### Information shown
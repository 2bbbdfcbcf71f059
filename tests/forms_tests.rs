// Copyright (c) 2025 Soumyadip Sarkar.
// All rights reserved.
//
// This source code is licensed under the license found in the
// LICENSE file in the root directory of this source tree.

use chrono::NaiveDate;
use rust_decimal::Decimal;
use shiftbook::errors::ShiftbookError;
use shiftbook::forms::{purchase_batch, revenue_batch, transaction_draft, PurchaseLine, RevenueLine};
use shiftbook::models::{MainCategory, Period, Unit};

fn day(s: &str) -> NaiveDate {
    NaiveDate::parse_from_str(s, "%Y-%m-%d").unwrap()
}

#[test]
fn purchase_line_parses_from_the_right() {
    let line: PurchaseLine = "Tomato paste: 400g:2:pcs:350".parse().unwrap();
    assert_eq!(line.item_name, "Tomato paste: 400g");
    assert_eq!(line.quantity, Some(Decimal::from(2)));
    assert_eq!(line.unit, Unit::Pcs);
    assert_eq!(line.unit_price, Some(Decimal::from(350)));

    let blank_unit: PurchaseLine = "Flour:3::500".parse().unwrap();
    assert_eq!(blank_unit.unit, Unit::Kg);

    assert!("Flour:3:500".parse::<PurchaseLine>().is_err());
    assert!("Flour:3:bucket:500".parse::<PurchaseLine>().is_err());
    assert!("Flour:three:kg:500".parse::<PurchaseLine>().is_err());
}

#[test]
fn purchase_batch_skips_incomplete_lines_and_computes_totals() {
    let lines: Vec<PurchaseLine> = ["Flour:3:kg:500", "Oil::l:1500", ":2:kg:100", "Sugar:1:sac:"]
        .iter()
        .map(|s| s.parse().unwrap())
        .collect();
    let drafts = purchase_batch(day("2025-01-06"), &lines).unwrap();
    assert_eq!(drafts.len(), 1);
    assert_eq!(drafts[0].item_name, "Flour");
    assert_eq!(drafts[0].total_price, Decimal::from(1500));
    assert_eq!(drafts[0].date, day("2025-01-06"));
}

#[test]
fn purchase_batch_without_complete_lines_is_rejected() {
    let lines: Vec<PurchaseLine> = vec!["Oil::l:1500".parse().unwrap()];
    assert!(matches!(
        purchase_batch(day("2025-01-06"), &lines),
        Err(ShiftbookError::Validation(_))
    ));
    assert!(matches!(
        purchase_batch(day("2025-01-06"), &[]),
        Err(ShiftbookError::Validation(_))
    ));
}

#[test]
fn purchase_batch_rejects_non_positive_quantity() {
    let lines: Vec<PurchaseLine> = vec!["Flour:0:kg:500".parse().unwrap()];
    assert!(purchase_batch(day("2025-01-06"), &lines).is_err());
    let lines: Vec<PurchaseLine> = vec!["Flour:1:kg:-5".parse().unwrap()];
    assert!(purchase_batch(day("2025-01-06"), &lines).is_err());
}

#[test]
fn revenue_lines_keep_colons_in_description() {
    let line: RevenueLine = "Beignets:7500:sold out by 9:30".parse().unwrap();
    assert_eq!(line.subcategory, "Beignets");
    assert_eq!(line.amount, Some(Decimal::from(7500)));
    assert_eq!(line.description.as_deref(), Some("sold out by 9:30"));

    let bare: RevenueLine = "Soya:".parse().unwrap();
    assert_eq!(bare.amount, None);
    assert!("Soya".parse::<RevenueLine>().is_err());
}

#[test]
fn revenue_batch_tags_every_entry_with_the_shift() {
    let lines: Vec<RevenueLine> = ["Beignets:7500", "Soya:", "Bouillie:3000:"]
        .iter()
        .map(|s| s.parse().unwrap())
        .collect();
    let drafts = revenue_batch(day("2025-01-06"), Period::Evening, &lines).unwrap();
    assert_eq!(drafts.len(), 2);
    assert!(drafts.iter().all(|d| d.period == Period::Evening));
    assert_eq!(drafts[1].subcategory, "Bouillie");
    assert_eq!(drafts[1].description, None);

    let empty: Vec<RevenueLine> = vec!["Soya:".parse().unwrap()];
    assert!(revenue_batch(day("2025-01-06"), Period::Morning, &empty).is_err());
}

#[test]
fn transaction_draft_needs_subcategory_and_amount() {
    let d = day("2025-01-06");
    let ok = transaction_draft(d, MainCategory::Expense, " Gas ", Some(Decimal::from(4000)), Some(""))
        .unwrap();
    assert_eq!(ok.subcategory, "Gas");
    assert_eq!(ok.description, None);

    assert!(matches!(
        transaction_draft(d, MainCategory::Income, "", Some(Decimal::from(10)), None),
        Err(ShiftbookError::Validation(_))
    ));
    assert!(matches!(
        transaction_draft(d, MainCategory::Income, "Tips", None, None),
        Err(ShiftbookError::Validation(_))
    ));
    assert!(transaction_draft(d, MainCategory::Expense, "Gas", Some(Decimal::from(-1)), None).is_err());
}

### Exercise goal
Give back, unchanged, the run of lines in the listing above that begins at the line containing "All rights reserved." and ends at the line containing "use shiftbook::errors::ShiftbookError;", both included.

### Reply
// All rights reserved.
//
// This source code is licensed under the license found in the
// LICENSE file in the root directory of this source tree.

use chrono::NaiveDate;
use rust_decimal::Decimal;
use shiftbook::errors::ShiftbookError;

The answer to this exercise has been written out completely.